El capitán Rustaveli me miró fríamente y durante unos segundos me pregunté si algo habría marchado mal y Belinsky no le habría dejado claro a aquel oficial soviético que nuestro arresto era fingido.

– Muy bien -dijo después de un momento que duró mucho-. Sin embargo, por lo menos tendremos que cumplir con las formalidades de un interrogatorio. ¿Puedo ver sus papeles, Herr Gunther?

Por su acento supe que era georgiano; como el camarada Stalin.

Introduje la mano en la chaqueta y le di mi carné de identidad, en el cual, siguiendo la sugerencia de Belinsky, había metido dos billetes de cien dólares mientras íbamos en el furgón. Rustaveli deslizó rápidamente el dinero en el bolsillo del pantalón sin ni siquiera parpadear y por el rabillo del ojo vi cómo la boca de Lotte Hartmann se abría tanto que la mandíbula inferior le llegaba a las rodillas.

– Muy generoso -murmuró dándole la vuelta a mi carné de identidad entre sus peludos dedos. Luego abrió una carpeta que llevaba escrito mi nombre-, aunque era totalmente innecesario, se lo aseguro.

– Tenemos que pensar en los sentimientos de la señorita, capitán. No querría usted que decepcionara sus prejuicios,¿verdad?

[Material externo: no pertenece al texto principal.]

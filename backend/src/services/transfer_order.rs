//! Transfer order service
//!
//! Dispatching goods is all-or-nothing: every line is checked against the
//! locked sending cells before any of them is decremented, and the whole
//! creation is one transaction.

use std::collections::BTreeMap;

use chrono::{DateTime, Utc};
use serde::{Deserialize, Serialize};
use sqlx::{FromRow, PgConnection, PgPool};
use uuid::Uuid;
use validator::Validate;

use shared::{
    plan_dispatch, receipt_discrepancy, synthetic_request_lines, transfer_sent_reason,
    validate_distinct_inventories, validate_stock_lines, CellKey, DocumentKind, InventoryRef,
    PurchaseOrderStatus, PurchaseRoute, SkuRef, StockChange, StockLine, TransferOrderStatus,
};

use crate::error::{AppError, AppResult};
use crate::services::purchase_order::{self, parse_transfer_status};
use crate::services::{master_data, sequence, stock_ledger};

/// Transfer order service
#[derive(Clone)]
pub struct TransferOrderService {
    db: PgPool,
}

/// Input for dispatching against an existing purchase order
#[derive(Debug, Deserialize, Validate)]
pub struct CreateTransferFromPoInput {
    pub purchase_order_id: Uuid,
    pub employee_id: Uuid,
    #[validate(length(min = 1))]
    pub items: Vec<StockLine>,
}

/// Input for a transfer without a prior purchase order
#[derive(Debug, Deserialize, Validate)]
pub struct CreateManualTransferInput {
    /// Sending inventory
    pub from_inventory_id: Uuid,
    /// Receiving inventory
    pub to_inventory_id: Uuid,
    pub employee_id: Uuid,
    #[validate(length(min = 1))]
    pub items: Vec<StockLine>,
}

#[derive(Debug, Default, Deserialize)]
pub struct TransferOrderFilter {
    pub status: Option<TransferOrderStatus>,
    pub purchase_order_id: Option<Uuid>,
}

#[derive(Debug, Clone, Serialize)]
pub struct PurchaseOrderRef {
    pub id: Uuid,
    pub po_number: String,
}

#[derive(Debug, Clone, Serialize)]
pub struct EmployeeRef {
    pub id: Uuid,
    pub name: String,
}

#[derive(Debug, Clone, Serialize)]
pub struct BatchRef {
    pub id: Uuid,
    pub code: String,
}

/// Transfer order with route, items and receipt state
#[derive(Debug, Clone, Serialize)]
pub struct TransferOrderDetail {
    pub id: Uuid,
    pub to_number: String,
    pub purchase_order: PurchaseOrderRef,
    pub sending_inventory: InventoryRef,
    pub receiving_inventory: InventoryRef,
    pub employee: EmployeeRef,
    pub status: TransferOrderStatus,
    pub receive_order_id: Option<Uuid>,
    pub created_by: Uuid,
    pub created_at: DateTime<Utc>,
    pub updated_at: DateTime<Utc>,
    pub items: Vec<TransferOrderItemDetail>,
}

#[derive(Debug, Clone, Serialize)]
pub struct TransferOrderItemDetail {
    pub sku: SkuRef,
    pub batch: BatchRef,
    pub sent_quantity: i32,
    pub received_quantity: Option<i32>,
    /// received - sent, once received
    pub discrepancy: Option<i32>,
}

/// Locked view of a TO used while receiving it
#[derive(Debug, Clone)]
pub struct LockedTransferOrder {
    pub id: Uuid,
    pub to_number: String,
    pub purchase_order_id: Uuid,
    pub status: TransferOrderStatus,
}

#[derive(Debug, FromRow)]
struct TransferOrderRow {
    id: Uuid,
    to_number: String,
    purchase_order_id: Uuid,
    po_number: String,
    sending_inventory_id: Uuid,
    sending_code: String,
    sending_name: String,
    receiving_inventory_id: Uuid,
    receiving_code: String,
    receiving_name: String,
    employee_id: Uuid,
    employee_name: String,
    status: String,
    receive_order_id: Option<Uuid>,
    created_by: Uuid,
    created_at: DateTime<Utc>,
    updated_at: DateTime<Utc>,
}

#[derive(Debug, FromRow)]
struct TransferOrderItemRow {
    transfer_order_id: Uuid,
    sku_id: Uuid,
    sku_code: String,
    sku_name: String,
    batch_id: Uuid,
    batch_code: String,
    sent_quantity: i32,
    received_quantity: Option<i32>,
}

const TRANSFER_ORDER_SELECT: &str = r#"
    SELECT t.id, t.to_number, t.purchase_order_id, po.po_number,
           po.fulfilling_inventory_id AS sending_inventory_id,
           fi.code AS sending_code, fi.name AS sending_name,
           po.requesting_inventory_id AS receiving_inventory_id,
           ri.code AS receiving_code, ri.name AS receiving_name,
           t.employee_id, e.name AS employee_name,
           t.status, ro.id AS receive_order_id,
           t.created_by, t.created_at, t.updated_at
    FROM transfer_orders t
    JOIN purchase_orders po ON po.id = t.purchase_order_id
    JOIN inventories fi ON fi.id = po.fulfilling_inventory_id
    JOIN inventories ri ON ri.id = po.requesting_inventory_id
    JOIN employees e ON e.id = t.employee_id
    LEFT JOIN receive_orders ro ON ro.transfer_order_id = t.id
"#;

impl TransferOrderService {
    /// Create a new TransferOrderService instance
    pub fn new(db: PgPool) -> Self {
        Self { db }
    }

    /// Ship goods against a purchase order from its fulfilling inventory
    pub async fn create_from_po(
        &self,
        user_id: Uuid,
        input: CreateTransferFromPoInput,
    ) -> AppResult<TransferOrderDetail> {
        validate_stock_lines(&input.items)?;
        input.validate()?;
        self.ensure_references(input.employee_id, &input.items).await?;

        let mut tx = self.db.begin().await?;

        let po = purchase_order::lock_purchase_order(&mut *tx, input.purchase_order_id).await?;
        let next_status = po.status.on_dispatch()?;
        let sending_inventory = po.route.sending_inventory();

        let plan = reserve_stock(&mut *tx, sending_inventory, &input.items).await?;
        let (to_id, to_number) =
            write_transfer(&mut *tx, po.id, input.employee_id, &plan, &input.items, user_id).await?;
        purchase_order::update_status(&mut *tx, po.id, next_status).await?;

        tx.commit().await?;

        tracing::info!(
            transfer_order_id = %to_id,
            to_number = %to_number,
            purchase_order_id = %po.id,
            po_number = %po.po_number,
            sending_inventory_id = %sending_inventory,
            items = input.items.len(),
            "Transfer order created"
        );

        self.get_to(to_id).await
    }

    /// Ship goods without a prior purchase order. A purchase order is created
    /// alongside, already IN_TRANSIT, with the receiver as its requester.
    pub async fn create_manual(
        &self,
        user_id: Uuid,
        input: CreateManualTransferInput,
    ) -> AppResult<TransferOrderDetail> {
        validate_distinct_inventories(input.from_inventory_id, input.to_inventory_id)?;
        validate_stock_lines(&input.items)?;
        input.validate()?;
        let requested = synthetic_request_lines(&input.items)?;

        master_data::inventory_kind(&self.db, input.from_inventory_id).await?;
        master_data::inventory_kind(&self.db, input.to_inventory_id).await?;
        self.ensure_references(input.employee_id, &input.items).await?;

        let route = PurchaseRoute::for_manual_transfer(input.from_inventory_id, input.to_inventory_id);

        let mut tx = self.db.begin().await?;

        let plan = reserve_stock(&mut *tx, route.sending_inventory(), &input.items).await?;
        let (po_id, po_number) = purchase_order::insert_purchase_order(
            &mut *tx,
            route,
            PurchaseOrderStatus::InTransit,
            &requested,
            user_id,
        )
        .await?;
        let (to_id, to_number) =
            write_transfer(&mut *tx, po_id, input.employee_id, &plan, &input.items, user_id).await?;

        tx.commit().await?;

        tracing::info!(
            transfer_order_id = %to_id,
            to_number = %to_number,
            purchase_order_id = %po_id,
            po_number = %po_number,
            from_inventory_id = %input.from_inventory_id,
            to_inventory_id = %input.to_inventory_id,
            "Manual transfer order created"
        );

        self.get_to(to_id).await
    }

    /// List transfer orders, newest first
    pub async fn list_tos(&self, filter: TransferOrderFilter) -> AppResult<Vec<TransferOrderDetail>> {
        let query = format!(
            r#"{}
            WHERE ($1::varchar IS NULL OR t.status = $1)
              AND ($2::uuid IS NULL OR t.purchase_order_id = $2)
            ORDER BY t.created_at DESC"#,
            TRANSFER_ORDER_SELECT
        );
        let rows = sqlx::query_as::<_, TransferOrderRow>(&query)
            .bind(filter.status.map(|s| s.as_str()))
            .bind(filter.purchase_order_id)
            .fetch_all(&self.db)
            .await?;

        self.attach_items(rows).await
    }

    /// Get one transfer order
    pub async fn get_to(&self, to_id: Uuid) -> AppResult<TransferOrderDetail> {
        let query = format!("{} WHERE t.id = $1", TRANSFER_ORDER_SELECT);
        let row = sqlx::query_as::<_, TransferOrderRow>(&query)
            .bind(to_id)
            .fetch_optional(&self.db)
            .await?
            .ok_or_else(|| AppError::NotFound("Transfer order".to_string()))?;

        let mut details = self.attach_items(vec![row]).await?;
        details
            .pop()
            .ok_or_else(|| AppError::NotFound("Transfer order".to_string()))
    }

    async fn ensure_references(&self, employee_id: Uuid, items: &[StockLine]) -> AppResult<()> {
        master_data::ensure_employee(&self.db, employee_id).await?;
        let sku_ids: Vec<Uuid> = items.iter().map(|i| i.sku_id).collect();
        master_data::ensure_skus(&self.db, &sku_ids).await?;
        let batch_ids: Vec<Uuid> = items.iter().map(|i| i.batch_id).collect();
        master_data::ensure_batches(&self.db, &batch_ids).await
    }

    async fn attach_items(&self, rows: Vec<TransferOrderRow>) -> AppResult<Vec<TransferOrderDetail>> {
        let ids: Vec<Uuid> = rows.iter().map(|r| r.id).collect();

        let items = sqlx::query_as::<_, TransferOrderItemRow>(
            r#"
            SELECT ti.transfer_order_id, ti.sku_id, s.code AS sku_code, s.name AS sku_name,
                   ti.batch_id, b.code AS batch_code, ti.sent_quantity, ti.received_quantity
            FROM transfer_order_items ti
            JOIN skus s ON s.id = ti.sku_id
            JOIN batches b ON b.id = ti.batch_id
            WHERE ti.transfer_order_id = ANY($1)
            ORDER BY s.code, b.code
            "#,
        )
        .bind(&ids)
        .fetch_all(&self.db)
        .await?;

        rows.into_iter()
            .map(|row| {
                let items = items
                    .iter()
                    .filter(|i| i.transfer_order_id == row.id)
                    .map(|i| TransferOrderItemDetail {
                        sku: SkuRef {
                            id: i.sku_id,
                            code: i.sku_code.clone(),
                            name: i.sku_name.clone(),
                        },
                        batch: BatchRef {
                            id: i.batch_id,
                            code: i.batch_code.clone(),
                        },
                        sent_quantity: i.sent_quantity,
                        received_quantity: i.received_quantity,
                        discrepancy: receipt_discrepancy(i.sent_quantity, i.received_quantity),
                    })
                    .collect();

                Ok(TransferOrderDetail {
                    id: row.id,
                    to_number: row.to_number,
                    purchase_order: PurchaseOrderRef {
                        id: row.purchase_order_id,
                        po_number: row.po_number,
                    },
                    sending_inventory: InventoryRef {
                        id: row.sending_inventory_id,
                        code: row.sending_code,
                        name: row.sending_name,
                    },
                    receiving_inventory: InventoryRef {
                        id: row.receiving_inventory_id,
                        code: row.receiving_code,
                        name: row.receiving_name,
                    },
                    employee: EmployeeRef {
                        id: row.employee_id,
                        name: row.employee_name,
                    },
                    status: parse_transfer_status(&row.status)?,
                    receive_order_id: row.receive_order_id,
                    created_by: row.created_by,
                    created_at: row.created_at,
                    updated_at: row.updated_at,
                    items,
                })
            })
            .collect()
    }
}

/// Lock the sending cells in key order and check every line against them.
/// Fails with all shortages at once; nothing is written either way.
async fn reserve_stock(
    conn: &mut PgConnection,
    sending_inventory: Uuid,
    items: &[StockLine],
) -> AppResult<Vec<(CellKey, StockChange)>> {
    let mut keys: Vec<CellKey> = items.iter().map(|i| i.cell(sending_inventory)).collect();
    keys.sort();

    let mut on_hand = BTreeMap::new();
    for key in keys {
        let quantity = stock_ledger::lock_cell(&mut *conn, key).await?;
        on_hand.insert(key, quantity);
    }

    plan_dispatch(sending_inventory, items, |key| {
        on_hand.get(key).copied().unwrap_or(0)
    })
    .map_err(|shortages| {
        for shortage in &shortages {
            tracing::warn!(
                inventory_id = %shortage.inventory_id,
                sku_id = %shortage.sku_id,
                batch_id = %shortage.batch_id,
                requested = shortage.requested,
                available = shortage.available,
                "Insufficient stock for transfer"
            );
        }
        AppError::InsufficientStock(shortages)
    })
}

/// Write the TO, its items and the planned decrements
async fn write_transfer(
    conn: &mut PgConnection,
    po_id: Uuid,
    employee_id: Uuid,
    plan: &[(CellKey, StockChange)],
    items: &[StockLine],
    user_id: Uuid,
) -> AppResult<(Uuid, String)> {
    let to_number = sequence::next_code(&mut *conn, DocumentKind::TransferOrder).await?;

    let to_id: Uuid = sqlx::query_scalar(
        r#"
        INSERT INTO transfer_orders (to_number, purchase_order_id, employee_id, status, created_by)
        VALUES ($1, $2, $3, $4, $5)
        RETURNING id
        "#,
    )
    .bind(&to_number)
    .bind(po_id)
    .bind(employee_id)
    .bind(TransferOrderStatus::Created.as_str())
    .bind(user_id)
    .fetch_one(&mut *conn)
    .await?;

    let reason = transfer_sent_reason(&to_number);
    for (key, change) in plan {
        stock_ledger::apply_change(&mut *conn, *key, *change, user_id, &reason).await?;
    }

    for item in items {
        sqlx::query(
            r#"
            INSERT INTO transfer_order_items (transfer_order_id, sku_id, batch_id, sent_quantity)
            VALUES ($1, $2, $3, $4)
            "#,
        )
        .bind(to_id)
        .bind(item.sku_id)
        .bind(item.batch_id)
        .bind(item.quantity)
        .execute(&mut *conn)
        .await?;
    }

    Ok((to_id, to_number))
}

/// Lock a TO row for the rest of the transaction
pub async fn lock_transfer_order(conn: &mut PgConnection, to_id: Uuid) -> AppResult<LockedTransferOrder> {
    let (id, to_number, purchase_order_id, status) =
        sqlx::query_as::<_, (Uuid, String, Uuid, String)>(
            r#"
            SELECT id, to_number, purchase_order_id, status
            FROM transfer_orders
            WHERE id = $1
            FOR UPDATE
            "#,
        )
        .bind(to_id)
        .fetch_optional(&mut *conn)
        .await?
        .ok_or_else(|| AppError::NotFound("Transfer order".to_string()))?;

    Ok(LockedTransferOrder {
        id,
        to_number,
        purchase_order_id,
        status: parse_transfer_status(&status)?,
    })
}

– Por supuesto que no. Es una chica guapa, ¿no le parece?

– Mucho.

– Una puta, ¿no cree?

– Eso o algo que se le acerca mucho. Solo es una suposición, claro, pero diría que es del tipo de las que les gusta despojar a un hombre de bastante más que diez schillings y su ropa interior.

– No del tipo para enamorarse de ella, ¿eh?

– Sería como poner la verga en un yunque.

Hacía calor en el despacho de Rustaveli y Lotte empezó a darse aire con la chaqueta, dejando que el ruso entreviera su amplio escote.

– No sucede a menudo que un interrogatorio sea tan divertido -dijo Rustaveli, y mirando los papeles añadió-: Tiene unas tetas bonitas. Es una evidencia que respeto sinceramente.

– Supongo que a ustedes los rusos les resulta mucho más fácil mirarla.

– Bueno, sea lo que sea lo que quieran lograr con este número que hemos montado, espero que al final ella consiga lo que quiera. No puedo imaginar una razón mejor para tomarnos todo este trabajo. Yo, es que tengo una enfermedad sexual: se me hincha la verga cada vez que veo una mujer.